In other words, the AI rabbi has no experiential standing for its teaching; it is merely repeating the lessons others have gathered. It doesn’t know what it feels like to get into a bitter argument and lose a best friend or suffer a painful break-up or divorce. It hasn’t languished from loneliness or felt the barbs of ostracism. It lacks that all-too-human urge to flee from our responsibilities as well the profound internal change we sense whenever we do stand up and fulfill a difficult duty.

This experiential difference matters because people need role models, or dugmaot, to inspire us and uplift us.

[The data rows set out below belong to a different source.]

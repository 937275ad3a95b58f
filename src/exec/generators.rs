//! Value generators for plan expressions.
//!
//! Plans may call named generators instead of carrying literals. The
//! built-in `now` generator is frozen once per plan evaluation so every
//! call site inside a single plan observes the same instant.

use std::collections::HashMap;
use std::sync::Arc;

use time::format_description::well_known::Rfc3339;
use time::OffsetDateTime;
use uuid::Uuid;

use crate::error::{PlanError, Result};
use crate::value::Value;

/// A user-registered generator invoked by name from plan expressions.
pub trait ValueGenerator: Send + Sync {
    /// Produces a value from the (already evaluated) call arguments.
    fn generate(&self, args: &[Value]) -> Result<Value>;
}

/// Registry of custom generators, shared across plan evaluations.
#[derive(Default, Clone)]
pub struct GeneratorRegistry {
    custom: HashMap<String, Arc<dyn ValueGenerator>>,
}

impl std::fmt::Debug for GeneratorRegistry {
    fn fmt(&self, f: &mut std::fmt::Formatter<'_>) -> std::fmt::Result {
        f.debug_struct("GeneratorRegistry")
            .field("custom", &self.custom.keys().collect::<Vec<_>>())
            .finish()
    }
}

impl GeneratorRegistry {
    /// Registers a custom generator. Re-registering a name replaces the
    /// previous generator.
    pub fn register(&mut self, name: impl Into<String>, generator: Arc<dyn ValueGenerator>) {
        self.custom.insert(name.into(), generator);
    }

    /// Freezes the registry for one plan evaluation.
    pub fn snapshot(&self) -> GeneratorSnapshot {
        GeneratorSnapshot {
            now: OffsetDateTime::now_utc(),
            custom: self.custom.clone(),
        }
    }
}

/// A per-evaluation view of the registry with `now` pinned.
pub struct GeneratorSnapshot {
    now: OffsetDateTime,
    custom: HashMap<String, Arc<dyn ValueGenerator>>,
}

impl GeneratorSnapshot {
    /// Invokes a generator by name.
    ///
    /// `now` ignores its arguments and returns the pinned timestamp as an
    /// RFC 3339 string; `uuid` returns a fresh v4 UUID per call. Custom
    /// generators take precedence over neither built-in.
    pub fn generate(&self, name: &str, args: &[Value]) -> Result<Value> {
        match name {
            "now" => {
                let formatted = self
                    .now
                    .format(&Rfc3339)
                    .map_err(|e| PlanError::InvalidLiteral(format!("timestamp format: {e}")))?;
                Ok(Value::DateTime(formatted))
            }
            "uuid" => Ok(Value::Text(Uuid::new_v4().to_string())),
            other => match self.custom.get(other) {
                Some(generator) => generator.generate(args),
                None => Err(PlanError::UnknownGenerator {
                    name: other.to_string(),
                }
                .into()),
            },
        }
    }
}

#[cfg(test)]
mod tests {
    use super::*;

    #[test]
    fn now_is_stable_within_a_snapshot() {
        let snapshot = GeneratorRegistry::default().snapshot();
        let a = snapshot.generate("now", &[]).unwrap();
        std::thread::sleep(std::time::Duration::from_millis(5));
        let b = snapshot.generate("now", &[]).unwrap();
        assert_eq!(a, b);
    }

    #[test]
    fn uuid_is_fresh_per_call() {
        let snapshot = GeneratorRegistry::default().snapshot();
        let a = snapshot.generate("uuid", &[]).unwrap();
        let b = snapshot.generate("uuid", &[]).unwrap();
        assert_ne!(a, b);
    }

    #[test]
    fn unknown_generator_is_an_error() {
        let snapshot = GeneratorRegistry::default().snapshot();
        let err = snapshot.generate("nope", &[]).unwrap_err();
        assert_eq!(err.code(), "MalformedQueryPlan");
    }

    struct Fixed;

    impl ValueGenerator for Fixed {
        fn generate(&self, args: &[Value]) -> Result<Value> {
            Ok(args.first().cloned().unwrap_or(Value::Null))
        }
    }

    #[test]
    fn custom_generator_receives_args() {
        let mut registry = GeneratorRegistry::default();
        registry.register("fixed", Arc::new(Fixed));
        let snapshot = registry.snapshot();
        let out = snapshot.generate("fixed", &[Value::Int(42)]).unwrap();
        assert_eq!(out, Value::Int(42));
    }
}
//! Driver adapter boundary: the abstract interfaces a database driver must
//! implement for the engine to execute rendered SQL, plus the statement and
//! result-set types that cross it.

use std::fmt;
use std::sync::Arc;
use std::time::{Duration, Instant, SystemTime};

use thiserror::Error;
use tracing::info_span;

use crate::config::IsolationLevel;
use crate::value::Value;

/// Wire-level classification of a bind argument, derived purely from the
/// runtime shape of the value so drivers can bind without re-inspecting.
#[derive(Debug, Clone, Copy, PartialEq, Eq)]
pub enum ArgType {
    /// Textual value.
    Text,
    /// Integer or floating point value.
    Numeric,
    /// Boolean value.
    Boolean,
    /// Array value.
    Array,
    /// Binary value.
    Bytes,
    /// Anything the classification does not cover (nulls, records).
    Unknown,
}

impl ArgType {
    fn classify(value: &Value) -> ArgType {
        match value {
            Value::Text(_) | Value::DateTime(_) | Value::Json(_) | Value::Decimal(_) => {
                ArgType::Text
            }
            Value::Int(_) | Value::Float(_) | Value::BigInt(_) => ArgType::Numeric,
            Value::Bool(_) => ArgType::Boolean,
            Value::List(_) => ArgType::Array,
            Value::Bytes(_) => ArgType::Bytes,
            Value::Null | Value::Object(_) => ArgType::Unknown,
        }
    }
}

/// A single parameterized SQL statement ready to be sent to a driver.
#[derive(Debug, Clone, PartialEq)]
pub struct SqlStatement {
    /// SQL text with dialect-appropriate placeholders.
    pub sql: String,
    /// Positional bind arguments.
    pub args: Vec<Value>,
    /// Per-argument wire-type tags, parallel to `args`.
    pub arg_types: Vec<ArgType>,
}

impl SqlStatement {
    /// Builds a statement, classifying each argument's wire type.
    pub fn new(sql: impl Into<String>, args: Vec<Value>) -> Self {
        let arg_types = args.iter().map(ArgType::classify).collect();
        Self {
            sql: sql.into(),
            args,
            arg_types,
        }
    }
}

/// Tabular result of a read query.
#[derive(Debug, Clone, Default, PartialEq)]
pub struct ResultSet {
    /// Column names in projection order.
    pub column_names: Vec<String>,
    /// Driver-reported column type names, parallel to `column_names`.
    /// Informational; result shaping relies on declared types instead.
    pub column_types: Vec<String>,
    /// Row values, each parallel to `column_names`.
    pub rows: Vec<Vec<Value>>,
    /// Identifier of the last inserted row, when the driver reports one.
    pub last_insert_id: Option<String>,
}

impl ResultSet {
    /// Reshapes the tabular result into a list of records keyed by column
    /// name, the form the interpreter operates on.
    pub fn into_records(self) -> Value {
        let columns = self.column_names;
        let records = self
            .rows
            .into_iter()
            .map(|row| {
                let record = columns.iter().cloned().zip(row).collect();
                Value::Object(record)
            })
            .collect();
        Value::List(records)
    }
}

/// Read/write SQL sink implemented by driver adapters.
pub trait Queryable: Send + Sync {
    /// Executes a read statement and returns the full result set.
    fn query_raw(&self, statement: &SqlStatement) -> Result<ResultSet, DriverError>;

    /// Executes a write statement and returns the affected row count.
    fn execute_raw(&self, statement: &SqlStatement) -> Result<u64, DriverError>;
}

/// A driver-level transaction handle.
pub trait DriverTransaction: Queryable + std::fmt::Debug {
    /// Commits the transaction at the driver level.
    fn commit(&self) -> Result<(), DriverError>;

    /// Rolls the transaction back at the driver level.
    fn rollback(&self) -> Result<(), DriverError>;

    /// Whether the driver manages transaction boundaries implicitly, in
    /// which case the manager must not issue explicit COMMIT/ROLLBACK
    /// statements ("phantom queries").
    fn uses_phantom_queries(&self) -> bool {
        false
    }
}

/// Connection factory for driver-level transactions.
pub trait DriverAdapter: Send + Sync {
    /// Begins a driver-level transaction, optionally at a specific
    /// isolation level. May block while a connection is acquired.
    fn start_transaction(
        &self,
        isolation_level: Option<IsolationLevel>,
    ) -> Result<Box<dyn DriverTransaction>, DriverError>;
}

/// Closed set of database failure kinds reported by drivers.
///
/// The engine translates mapped kinds into its user-facing taxonomy;
/// `Other` passes through untouched.
#[derive(Debug, Clone, PartialEq, Eq)]
pub enum DriverErrorKind {
    /// The server rejected the supplied credentials.
    AuthenticationFailed {
        /// User the connection attempted to authenticate as.
        user: String,
    },
    /// The target database does not exist.
    DatabaseDoesNotExist {
        /// Database name.
        database: String,
    },
    /// The authenticated user may not access the target database.
    DatabaseAccessDenied {
        /// Database name.
        database: String,
    },
    /// The database host could not be reached.
    DatabaseNotReachable {
        /// Host name or address.
        host: Option<String>,
        /// TCP port.
        port: Option<u16>,
    },
    /// A unique constraint rejected the write.
    UniqueConstraintViolation {
        /// Constraint or index name, when the driver reports it.
        constraint: Option<String>,
    },
    /// A NOT NULL constraint rejected the write.
    NullConstraintViolation {
        /// Constraint or column name, when the driver reports it.
        constraint: Option<String>,
    },
    /// A foreign key constraint rejected the write.
    ForeignKeyConstraintViolation {
        /// Constraint name, when the driver reports it.
        constraint: Option<String>,
    },
    /// The referenced table does not exist.
    TableDoesNotExist {
        /// Table name.
        table: Option<String>,
    },
    /// The referenced column does not exist.
    ColumnNotFound {
        /// Column name.
        column: Option<String>,
    },
    /// A value was out of range for its column type.
    ValueOutOfRange {
        /// Driver-supplied detail.
        cause: String,
    },
    /// The database closed the connection or the socket timed out.
    SocketTimeout,
    /// The connection pool is exhausted.
    TooManyConnections {
        /// Driver-supplied detail.
        cause: String,
    },
    /// The driver rejected the requested isolation level.
    InvalidIsolationLevel {
        /// The rejected level.
        level: String,
    },
    /// The underlying transaction was already closed by the driver.
    TransactionAlreadyClosed {
        /// Driver-supplied detail.
        cause: String,
    },
    /// Any failure without a dedicated mapping. Surfaced unchanged.
    Other {
        /// Driver- or database-native error code, when available.
        code: Option<String>,
    },
}

/// Error raised by a driver adapter.
#[derive(Debug, Clone, PartialEq, Eq, Error)]
#[error("{message}")]
pub struct DriverError {
    /// Failure classification.
    pub kind: DriverErrorKind,
    /// Driver-supplied message.
    pub message: String,
}

impl DriverError {
    /// Builds a driver error from a kind and message.
    pub fn new(kind: DriverErrorKind, message: impl Into<String>) -> Self {
        Self {
            kind,
            message: message.into(),
        }
    }
}

/// Observation of one executed statement, delivered to the optional
/// `on_query` hook for logging and telemetry.
#[derive(Debug, Clone)]
pub struct QueryEvent {
    /// Wall-clock time the statement was issued.
    pub timestamp: SystemTime,
    /// SQL text.
    pub sql: String,
    /// Positional bind arguments.
    pub params: Vec<Value>,
    /// Time spent in the driver.
    pub duration: Duration,
}

/// Shared handle to a query observer callback.
pub type QueryObserver = Arc<dyn Fn(&QueryEvent) + Send + Sync>;

/// Runs a driver call inside a query span, timing it and notifying the
/// observer on completion. Correctness does not depend on the observer.
pub(crate) fn with_query_event<T>(
    statement: &SqlStatement,
    observer: Option<&QueryObserver>,
    execute: impl FnOnce() -> Result<T, DriverError>,
) -> Result<T, DriverError> {
    let span = info_span!("db_query", db.statement = %statement.sql);
    let _guard = span.enter();

    let timestamp = SystemTime::now();
    let started = Instant::now();
    let result = execute();

    if let Some(observer) = observer {
        observer(&QueryEvent {
            timestamp,
            sql: statement.sql.clone(),
            params: statement.args.clone(),
            duration: started.elapsed(),
        });
    }
    result
}

impl fmt::Display for DriverErrorKind {
    fn fmt(&self, f: &mut fmt::Formatter<'_>) -> fmt::Result {
        f.write_str(match self {
            DriverErrorKind::AuthenticationFailed { .. } => "AuthenticationFailed",
            DriverErrorKind::DatabaseDoesNotExist { .. } => "DatabaseDoesNotExist",
            DriverErrorKind::DatabaseAccessDenied { .. } => "DatabaseAccessDenied",
            DriverErrorKind::DatabaseNotReachable { .. } => "DatabaseNotReachable",
            DriverErrorKind::UniqueConstraintViolation { .. } => "UniqueConstraintViolation",
            DriverErrorKind::NullConstraintViolation { .. } => "NullConstraintViolation",
            DriverErrorKind::ForeignKeyConstraintViolation { .. } => {
                "ForeignKeyConstraintViolation"
            }
            DriverErrorKind::TableDoesNotExist { .. } => "TableDoesNotExist",
            DriverErrorKind::ColumnNotFound { .. } => "ColumnNotFound",
            DriverErrorKind::ValueOutOfRange { .. } => "ValueOutOfRange",
            DriverErrorKind::SocketTimeout => "SocketTimeout",
            DriverErrorKind::TooManyConnections { .. } => "TooManyConnections",
            DriverErrorKind::InvalidIsolationLevel { .. } => "InvalidIsolationLevel",
            DriverErrorKind::TransactionAlreadyClosed { .. } => "TransactionAlreadyClosed",
            DriverErrorKind::Other { .. } => "DriverError",
        })
    }
}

We need to know that the lesson or wisdom being proffered has been field-tested by the teacher and that it is therefore achievable. As noted in Deuteronomy 30:12, lo b’shamayim hee. The Torah is not in the heavens; rather, any committed human can live up to its precepts. A dugma shows by example that it is possible to be kind, humble, and compassionate.

As the traditional English canon of authoritative authors was dismantled, it was replaced by authors who were women, people of color, or individuals who were LGBTQ+. This project to extend or alter the canon to hear from different voices came in part from our universal need for role models. While some of us can learn wisdom from any source, most of us have a need to relate to the source from which it comes. We need to be able to imagine ourselves standing in those shoes. We need to know that if it is possible for someone with a similar background or life experience, then it is possible for us too.

As the machines continue to evolve, performing tasks that only humans previously could do, our understanding of what it means to be human will also evolve. Will our understanding of what a role model is also change?

Shabbat shalom,

Rav D

Shabbat Table Talk

  1. What do you imagine some of the greatest gains from AI will be?
  2. Are you worried about AI? What worries you?
  3. If the machines made it so that we were all freed from the necessity of working, with what would you occupy yourself?